● The data
********************

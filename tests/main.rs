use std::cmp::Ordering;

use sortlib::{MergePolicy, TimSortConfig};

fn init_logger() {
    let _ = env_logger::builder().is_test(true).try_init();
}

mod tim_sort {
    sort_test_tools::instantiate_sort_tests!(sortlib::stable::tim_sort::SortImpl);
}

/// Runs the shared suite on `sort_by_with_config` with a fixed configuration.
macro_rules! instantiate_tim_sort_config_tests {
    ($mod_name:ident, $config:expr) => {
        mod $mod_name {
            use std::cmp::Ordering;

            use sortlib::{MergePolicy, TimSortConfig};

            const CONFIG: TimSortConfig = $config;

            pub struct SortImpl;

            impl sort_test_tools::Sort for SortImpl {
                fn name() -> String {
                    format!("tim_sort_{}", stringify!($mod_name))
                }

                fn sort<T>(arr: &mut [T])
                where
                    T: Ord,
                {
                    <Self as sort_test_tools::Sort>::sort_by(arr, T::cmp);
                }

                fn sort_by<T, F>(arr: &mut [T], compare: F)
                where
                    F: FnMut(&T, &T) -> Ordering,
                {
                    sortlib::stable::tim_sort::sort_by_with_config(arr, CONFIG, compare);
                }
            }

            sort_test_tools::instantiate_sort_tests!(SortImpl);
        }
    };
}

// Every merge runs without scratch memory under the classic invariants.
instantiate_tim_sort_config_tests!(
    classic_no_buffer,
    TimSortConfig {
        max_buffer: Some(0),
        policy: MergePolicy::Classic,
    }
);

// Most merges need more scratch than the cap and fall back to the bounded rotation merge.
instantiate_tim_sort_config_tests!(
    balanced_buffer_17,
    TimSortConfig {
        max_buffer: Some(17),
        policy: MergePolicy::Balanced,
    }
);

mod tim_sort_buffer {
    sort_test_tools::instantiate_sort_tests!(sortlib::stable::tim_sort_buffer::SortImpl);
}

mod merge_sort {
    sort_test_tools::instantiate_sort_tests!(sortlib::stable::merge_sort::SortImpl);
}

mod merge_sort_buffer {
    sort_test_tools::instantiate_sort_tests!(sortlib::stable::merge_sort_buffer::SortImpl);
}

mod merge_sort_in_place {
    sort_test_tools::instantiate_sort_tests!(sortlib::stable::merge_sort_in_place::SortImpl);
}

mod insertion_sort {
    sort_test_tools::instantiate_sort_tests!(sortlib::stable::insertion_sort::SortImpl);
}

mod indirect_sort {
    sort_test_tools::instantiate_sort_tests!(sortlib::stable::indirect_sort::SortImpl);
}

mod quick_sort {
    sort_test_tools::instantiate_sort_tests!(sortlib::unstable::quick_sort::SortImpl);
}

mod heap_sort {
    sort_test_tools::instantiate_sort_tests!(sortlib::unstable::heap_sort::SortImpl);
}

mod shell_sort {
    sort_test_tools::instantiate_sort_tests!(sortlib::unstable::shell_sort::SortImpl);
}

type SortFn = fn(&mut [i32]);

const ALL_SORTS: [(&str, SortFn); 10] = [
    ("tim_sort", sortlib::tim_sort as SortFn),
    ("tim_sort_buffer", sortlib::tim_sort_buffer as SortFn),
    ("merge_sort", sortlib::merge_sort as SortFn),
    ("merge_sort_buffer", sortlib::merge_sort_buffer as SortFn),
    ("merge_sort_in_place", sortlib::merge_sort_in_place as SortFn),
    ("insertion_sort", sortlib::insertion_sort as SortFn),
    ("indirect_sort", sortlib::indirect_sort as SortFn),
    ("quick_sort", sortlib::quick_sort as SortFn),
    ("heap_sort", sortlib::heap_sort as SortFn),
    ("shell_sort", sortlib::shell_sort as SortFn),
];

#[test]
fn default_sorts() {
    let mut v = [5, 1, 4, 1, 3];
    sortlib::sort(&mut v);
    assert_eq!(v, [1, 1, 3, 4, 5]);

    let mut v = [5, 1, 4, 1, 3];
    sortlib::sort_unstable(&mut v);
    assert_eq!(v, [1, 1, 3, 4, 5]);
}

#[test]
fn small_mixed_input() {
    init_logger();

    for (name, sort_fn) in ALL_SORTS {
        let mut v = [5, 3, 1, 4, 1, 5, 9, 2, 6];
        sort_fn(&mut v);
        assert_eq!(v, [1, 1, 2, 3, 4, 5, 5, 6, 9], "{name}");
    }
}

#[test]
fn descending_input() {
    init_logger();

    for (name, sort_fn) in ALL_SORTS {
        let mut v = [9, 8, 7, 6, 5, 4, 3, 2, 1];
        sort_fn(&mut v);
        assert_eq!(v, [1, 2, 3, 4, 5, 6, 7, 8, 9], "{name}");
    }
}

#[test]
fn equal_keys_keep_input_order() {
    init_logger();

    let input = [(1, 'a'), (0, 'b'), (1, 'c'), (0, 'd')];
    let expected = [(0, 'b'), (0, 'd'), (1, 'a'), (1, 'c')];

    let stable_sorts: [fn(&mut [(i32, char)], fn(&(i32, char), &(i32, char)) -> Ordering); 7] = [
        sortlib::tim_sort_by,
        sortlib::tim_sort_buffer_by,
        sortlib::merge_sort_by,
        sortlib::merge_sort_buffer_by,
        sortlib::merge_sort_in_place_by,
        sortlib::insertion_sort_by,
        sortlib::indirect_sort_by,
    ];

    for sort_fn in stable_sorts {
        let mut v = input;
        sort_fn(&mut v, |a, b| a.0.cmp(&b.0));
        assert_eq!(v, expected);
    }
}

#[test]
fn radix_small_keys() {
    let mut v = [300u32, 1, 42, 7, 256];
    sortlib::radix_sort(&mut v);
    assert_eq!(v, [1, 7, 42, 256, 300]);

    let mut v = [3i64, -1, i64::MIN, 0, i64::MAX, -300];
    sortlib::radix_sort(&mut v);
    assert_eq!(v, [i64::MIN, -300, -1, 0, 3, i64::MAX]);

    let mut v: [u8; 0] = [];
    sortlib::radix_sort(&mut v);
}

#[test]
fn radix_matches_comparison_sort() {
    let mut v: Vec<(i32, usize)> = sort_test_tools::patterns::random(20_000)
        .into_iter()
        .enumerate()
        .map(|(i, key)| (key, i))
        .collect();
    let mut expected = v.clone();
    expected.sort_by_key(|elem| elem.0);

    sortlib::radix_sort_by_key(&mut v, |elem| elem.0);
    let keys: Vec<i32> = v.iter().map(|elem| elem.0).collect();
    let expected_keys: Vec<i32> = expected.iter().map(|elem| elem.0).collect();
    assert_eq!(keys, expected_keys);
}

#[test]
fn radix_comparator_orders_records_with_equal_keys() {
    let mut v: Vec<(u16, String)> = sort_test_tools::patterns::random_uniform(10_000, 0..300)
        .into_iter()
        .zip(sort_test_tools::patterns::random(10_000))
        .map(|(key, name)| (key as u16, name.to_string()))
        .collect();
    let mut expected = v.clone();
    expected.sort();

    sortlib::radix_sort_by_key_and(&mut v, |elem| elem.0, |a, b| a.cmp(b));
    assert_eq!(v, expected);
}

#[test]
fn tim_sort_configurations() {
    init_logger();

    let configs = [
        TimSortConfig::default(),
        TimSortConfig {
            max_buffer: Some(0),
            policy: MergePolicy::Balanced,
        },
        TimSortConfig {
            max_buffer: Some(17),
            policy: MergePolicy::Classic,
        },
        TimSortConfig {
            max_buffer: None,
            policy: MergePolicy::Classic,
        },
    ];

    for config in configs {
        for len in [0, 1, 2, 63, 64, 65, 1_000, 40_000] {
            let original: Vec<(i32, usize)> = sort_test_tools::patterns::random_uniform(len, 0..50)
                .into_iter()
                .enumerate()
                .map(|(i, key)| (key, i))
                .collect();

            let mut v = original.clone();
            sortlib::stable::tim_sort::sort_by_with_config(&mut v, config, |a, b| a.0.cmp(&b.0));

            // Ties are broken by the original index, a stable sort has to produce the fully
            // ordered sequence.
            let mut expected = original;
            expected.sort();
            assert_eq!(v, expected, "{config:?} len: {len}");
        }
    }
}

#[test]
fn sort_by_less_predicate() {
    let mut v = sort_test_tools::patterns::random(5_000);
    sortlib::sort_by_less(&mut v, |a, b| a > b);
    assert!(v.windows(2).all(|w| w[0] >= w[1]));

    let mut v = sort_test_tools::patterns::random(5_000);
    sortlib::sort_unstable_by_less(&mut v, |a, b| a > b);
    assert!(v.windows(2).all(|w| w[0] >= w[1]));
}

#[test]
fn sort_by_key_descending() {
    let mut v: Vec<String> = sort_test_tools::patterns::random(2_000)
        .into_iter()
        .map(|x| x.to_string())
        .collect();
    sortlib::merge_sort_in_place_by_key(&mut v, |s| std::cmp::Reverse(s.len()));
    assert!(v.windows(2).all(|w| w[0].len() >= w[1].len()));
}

********************

● Task goal
Retype, in the same exact form, the lines of the material above from the line holding "sort_fn(&mut v, |a, b|" through the line holding "let mut v: [u8; 0] = [];".

● Answer area
        sort_fn(&mut v, |a, b| a.0.cmp(&b.0));
        assert_eq!(v, expected);
    }
}

#[test]
fn radix_small_keys() {
    let mut v = [300u32, 1, 42, 7, 256];
    sortlib::radix_sort(&mut v);
    assert_eq!(v, [1, 7, 42, 256, 300]);

    let mut v = [3i64, -1, i64::MIN, 0, i64::MAX, -300];
    sortlib::radix_sort(&mut v);
    assert_eq!(v, [i64::MIN, -300, -1, 0, 3, i64::MAX]);

    let mut v: [u8; 0] = [];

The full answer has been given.